→ **Directions**
Report each line of the entries that contains the word "bincode", copied in full.

[Dataset entries]
########################################

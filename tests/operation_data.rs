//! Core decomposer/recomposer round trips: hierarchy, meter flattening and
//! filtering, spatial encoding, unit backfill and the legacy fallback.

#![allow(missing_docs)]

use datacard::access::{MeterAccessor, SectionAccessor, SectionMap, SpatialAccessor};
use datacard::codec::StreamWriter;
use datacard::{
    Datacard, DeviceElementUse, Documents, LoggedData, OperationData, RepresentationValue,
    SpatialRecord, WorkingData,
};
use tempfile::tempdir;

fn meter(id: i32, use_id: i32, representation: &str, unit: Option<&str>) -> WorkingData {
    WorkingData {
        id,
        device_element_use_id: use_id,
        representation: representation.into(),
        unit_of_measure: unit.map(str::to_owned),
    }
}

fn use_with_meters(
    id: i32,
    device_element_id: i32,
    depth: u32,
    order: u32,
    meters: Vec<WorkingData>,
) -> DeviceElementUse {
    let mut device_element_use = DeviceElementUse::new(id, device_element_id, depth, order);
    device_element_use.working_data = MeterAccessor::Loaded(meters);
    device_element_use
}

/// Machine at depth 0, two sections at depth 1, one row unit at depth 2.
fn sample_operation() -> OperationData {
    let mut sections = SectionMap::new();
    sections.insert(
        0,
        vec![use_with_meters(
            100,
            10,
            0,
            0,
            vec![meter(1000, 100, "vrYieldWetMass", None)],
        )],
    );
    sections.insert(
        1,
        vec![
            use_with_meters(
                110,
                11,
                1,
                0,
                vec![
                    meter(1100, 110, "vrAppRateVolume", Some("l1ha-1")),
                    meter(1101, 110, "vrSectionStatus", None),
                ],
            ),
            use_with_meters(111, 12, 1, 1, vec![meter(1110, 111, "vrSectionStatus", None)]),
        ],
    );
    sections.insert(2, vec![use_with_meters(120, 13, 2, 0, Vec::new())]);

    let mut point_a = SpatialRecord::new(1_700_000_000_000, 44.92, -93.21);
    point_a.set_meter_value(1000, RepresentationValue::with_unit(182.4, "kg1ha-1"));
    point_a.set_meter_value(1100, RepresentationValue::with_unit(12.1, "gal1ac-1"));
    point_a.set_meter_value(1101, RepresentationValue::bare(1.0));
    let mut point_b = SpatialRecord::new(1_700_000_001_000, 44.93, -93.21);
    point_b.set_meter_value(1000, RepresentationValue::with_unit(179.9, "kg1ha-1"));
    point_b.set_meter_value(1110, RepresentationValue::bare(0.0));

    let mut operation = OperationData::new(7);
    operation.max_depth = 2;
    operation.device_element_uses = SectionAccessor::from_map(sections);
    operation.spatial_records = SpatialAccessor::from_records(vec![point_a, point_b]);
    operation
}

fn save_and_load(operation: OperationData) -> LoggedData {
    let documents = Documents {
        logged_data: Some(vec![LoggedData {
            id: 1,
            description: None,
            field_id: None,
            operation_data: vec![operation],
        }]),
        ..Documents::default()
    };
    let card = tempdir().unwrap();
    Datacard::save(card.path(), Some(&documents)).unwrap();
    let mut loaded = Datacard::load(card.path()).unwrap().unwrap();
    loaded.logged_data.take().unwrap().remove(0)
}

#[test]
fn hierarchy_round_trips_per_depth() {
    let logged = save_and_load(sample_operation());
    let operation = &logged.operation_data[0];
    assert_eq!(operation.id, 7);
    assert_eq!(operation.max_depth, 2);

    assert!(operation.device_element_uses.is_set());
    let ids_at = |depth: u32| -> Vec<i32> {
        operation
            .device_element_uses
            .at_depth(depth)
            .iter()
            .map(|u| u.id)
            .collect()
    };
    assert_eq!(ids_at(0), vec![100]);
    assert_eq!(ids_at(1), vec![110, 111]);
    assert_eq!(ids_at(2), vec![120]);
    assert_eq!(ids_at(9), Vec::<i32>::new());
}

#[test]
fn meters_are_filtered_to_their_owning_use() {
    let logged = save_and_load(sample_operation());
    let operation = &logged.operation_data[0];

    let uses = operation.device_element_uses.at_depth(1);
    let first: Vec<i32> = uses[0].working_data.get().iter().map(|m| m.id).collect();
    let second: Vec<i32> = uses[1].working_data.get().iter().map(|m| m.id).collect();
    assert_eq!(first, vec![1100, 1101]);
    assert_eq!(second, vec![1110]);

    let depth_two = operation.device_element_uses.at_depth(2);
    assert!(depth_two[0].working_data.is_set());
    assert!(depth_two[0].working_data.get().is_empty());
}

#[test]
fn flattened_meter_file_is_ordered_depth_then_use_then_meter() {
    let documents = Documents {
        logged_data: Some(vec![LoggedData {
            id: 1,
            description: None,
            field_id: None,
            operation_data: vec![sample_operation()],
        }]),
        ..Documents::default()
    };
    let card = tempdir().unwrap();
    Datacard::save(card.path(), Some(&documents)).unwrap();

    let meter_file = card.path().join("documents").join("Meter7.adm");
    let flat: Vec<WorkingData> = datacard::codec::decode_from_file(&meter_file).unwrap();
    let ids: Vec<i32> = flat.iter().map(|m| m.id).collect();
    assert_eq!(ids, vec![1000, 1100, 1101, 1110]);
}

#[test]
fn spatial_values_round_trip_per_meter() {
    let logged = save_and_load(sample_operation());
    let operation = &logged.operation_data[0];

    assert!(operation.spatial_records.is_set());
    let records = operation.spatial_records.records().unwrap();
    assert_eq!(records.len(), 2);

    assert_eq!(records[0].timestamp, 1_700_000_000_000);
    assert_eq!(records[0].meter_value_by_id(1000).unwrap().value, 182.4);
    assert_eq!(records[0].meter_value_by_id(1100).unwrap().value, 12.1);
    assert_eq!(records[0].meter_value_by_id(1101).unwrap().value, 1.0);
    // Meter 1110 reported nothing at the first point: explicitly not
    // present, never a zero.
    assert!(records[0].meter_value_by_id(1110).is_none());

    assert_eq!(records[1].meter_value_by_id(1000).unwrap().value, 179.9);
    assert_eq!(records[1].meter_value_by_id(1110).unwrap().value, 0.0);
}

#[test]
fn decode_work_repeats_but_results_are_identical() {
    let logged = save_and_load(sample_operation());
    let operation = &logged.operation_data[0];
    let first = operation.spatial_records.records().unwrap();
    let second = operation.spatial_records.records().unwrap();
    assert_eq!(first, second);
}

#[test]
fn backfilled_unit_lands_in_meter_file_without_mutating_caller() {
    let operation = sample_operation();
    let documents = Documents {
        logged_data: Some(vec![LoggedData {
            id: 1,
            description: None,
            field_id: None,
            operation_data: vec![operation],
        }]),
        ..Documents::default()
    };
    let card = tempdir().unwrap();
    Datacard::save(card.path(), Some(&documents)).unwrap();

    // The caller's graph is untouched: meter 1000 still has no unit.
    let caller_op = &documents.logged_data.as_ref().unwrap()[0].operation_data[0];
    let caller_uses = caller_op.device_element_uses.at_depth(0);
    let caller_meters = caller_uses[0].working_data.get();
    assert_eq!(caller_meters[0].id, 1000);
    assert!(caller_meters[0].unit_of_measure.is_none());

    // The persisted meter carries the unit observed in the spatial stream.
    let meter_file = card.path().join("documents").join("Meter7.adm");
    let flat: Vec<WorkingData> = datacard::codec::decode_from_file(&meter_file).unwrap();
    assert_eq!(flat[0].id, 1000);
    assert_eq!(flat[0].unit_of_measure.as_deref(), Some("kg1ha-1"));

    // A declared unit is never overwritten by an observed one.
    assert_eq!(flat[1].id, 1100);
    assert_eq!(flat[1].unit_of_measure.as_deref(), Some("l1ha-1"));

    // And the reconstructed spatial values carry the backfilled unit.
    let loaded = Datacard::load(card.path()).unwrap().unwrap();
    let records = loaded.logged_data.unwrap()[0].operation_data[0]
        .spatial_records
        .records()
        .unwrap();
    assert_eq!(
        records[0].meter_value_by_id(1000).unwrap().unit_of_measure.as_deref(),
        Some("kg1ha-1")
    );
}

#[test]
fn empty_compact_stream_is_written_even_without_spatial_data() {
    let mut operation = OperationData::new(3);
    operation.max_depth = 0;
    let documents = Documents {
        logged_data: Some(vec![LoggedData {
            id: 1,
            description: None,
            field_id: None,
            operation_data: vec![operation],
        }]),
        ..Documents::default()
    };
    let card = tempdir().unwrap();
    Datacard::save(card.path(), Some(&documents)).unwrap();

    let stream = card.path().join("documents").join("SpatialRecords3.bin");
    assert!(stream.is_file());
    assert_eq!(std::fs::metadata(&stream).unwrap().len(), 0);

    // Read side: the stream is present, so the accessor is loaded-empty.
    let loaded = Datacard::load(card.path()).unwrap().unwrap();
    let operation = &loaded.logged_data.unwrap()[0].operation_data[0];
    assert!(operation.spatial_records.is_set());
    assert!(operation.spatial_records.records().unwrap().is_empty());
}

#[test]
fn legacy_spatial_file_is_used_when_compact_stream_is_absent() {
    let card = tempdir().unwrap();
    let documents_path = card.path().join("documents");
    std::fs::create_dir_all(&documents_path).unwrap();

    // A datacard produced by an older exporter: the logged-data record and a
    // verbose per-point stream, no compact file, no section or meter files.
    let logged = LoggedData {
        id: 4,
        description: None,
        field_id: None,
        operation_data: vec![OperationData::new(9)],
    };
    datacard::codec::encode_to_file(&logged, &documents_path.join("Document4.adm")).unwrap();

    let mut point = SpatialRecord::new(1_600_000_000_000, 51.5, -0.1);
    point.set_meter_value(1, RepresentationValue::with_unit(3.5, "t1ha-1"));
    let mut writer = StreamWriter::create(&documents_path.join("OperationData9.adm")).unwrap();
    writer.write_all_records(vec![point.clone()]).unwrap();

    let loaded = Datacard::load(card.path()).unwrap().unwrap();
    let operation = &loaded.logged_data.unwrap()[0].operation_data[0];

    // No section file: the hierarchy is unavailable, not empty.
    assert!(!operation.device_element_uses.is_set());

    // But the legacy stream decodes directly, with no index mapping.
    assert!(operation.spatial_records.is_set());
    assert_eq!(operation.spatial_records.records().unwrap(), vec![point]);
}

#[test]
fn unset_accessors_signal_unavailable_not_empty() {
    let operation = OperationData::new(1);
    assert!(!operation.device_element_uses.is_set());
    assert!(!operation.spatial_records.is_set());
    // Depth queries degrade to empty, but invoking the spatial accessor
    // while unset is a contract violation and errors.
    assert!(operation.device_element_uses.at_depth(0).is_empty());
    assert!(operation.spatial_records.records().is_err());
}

########################################

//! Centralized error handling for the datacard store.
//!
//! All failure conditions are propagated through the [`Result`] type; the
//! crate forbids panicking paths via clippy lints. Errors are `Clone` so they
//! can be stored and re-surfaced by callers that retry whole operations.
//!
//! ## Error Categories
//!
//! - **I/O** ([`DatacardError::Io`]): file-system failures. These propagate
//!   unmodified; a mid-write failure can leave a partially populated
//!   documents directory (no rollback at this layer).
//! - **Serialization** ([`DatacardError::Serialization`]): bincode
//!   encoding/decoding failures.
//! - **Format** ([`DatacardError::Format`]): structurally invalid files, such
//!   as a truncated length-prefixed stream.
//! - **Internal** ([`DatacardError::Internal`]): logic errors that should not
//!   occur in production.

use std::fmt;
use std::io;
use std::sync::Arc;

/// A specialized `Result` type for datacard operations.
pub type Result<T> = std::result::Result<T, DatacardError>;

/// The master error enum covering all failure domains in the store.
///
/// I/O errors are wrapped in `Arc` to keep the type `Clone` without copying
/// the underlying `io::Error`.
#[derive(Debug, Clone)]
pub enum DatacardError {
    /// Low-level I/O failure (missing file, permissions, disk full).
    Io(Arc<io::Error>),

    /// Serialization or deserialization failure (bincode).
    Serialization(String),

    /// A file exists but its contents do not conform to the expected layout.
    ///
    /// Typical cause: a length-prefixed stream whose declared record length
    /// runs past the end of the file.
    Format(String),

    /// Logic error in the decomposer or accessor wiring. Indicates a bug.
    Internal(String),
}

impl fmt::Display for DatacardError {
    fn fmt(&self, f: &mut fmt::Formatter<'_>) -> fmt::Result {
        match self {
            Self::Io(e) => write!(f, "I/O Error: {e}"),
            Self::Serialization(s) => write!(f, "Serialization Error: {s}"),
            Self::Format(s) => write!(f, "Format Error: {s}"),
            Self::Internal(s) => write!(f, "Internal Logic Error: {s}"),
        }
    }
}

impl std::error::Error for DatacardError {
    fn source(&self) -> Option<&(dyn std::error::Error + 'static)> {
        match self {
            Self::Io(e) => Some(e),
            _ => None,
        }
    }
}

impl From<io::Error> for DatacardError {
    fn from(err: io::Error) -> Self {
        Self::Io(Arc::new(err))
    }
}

########################################

→ **Response area**
//! - **Serialization** ([`DatacardError::Serialization`]): bincode
    /// Serialization or deserialization failure (bincode).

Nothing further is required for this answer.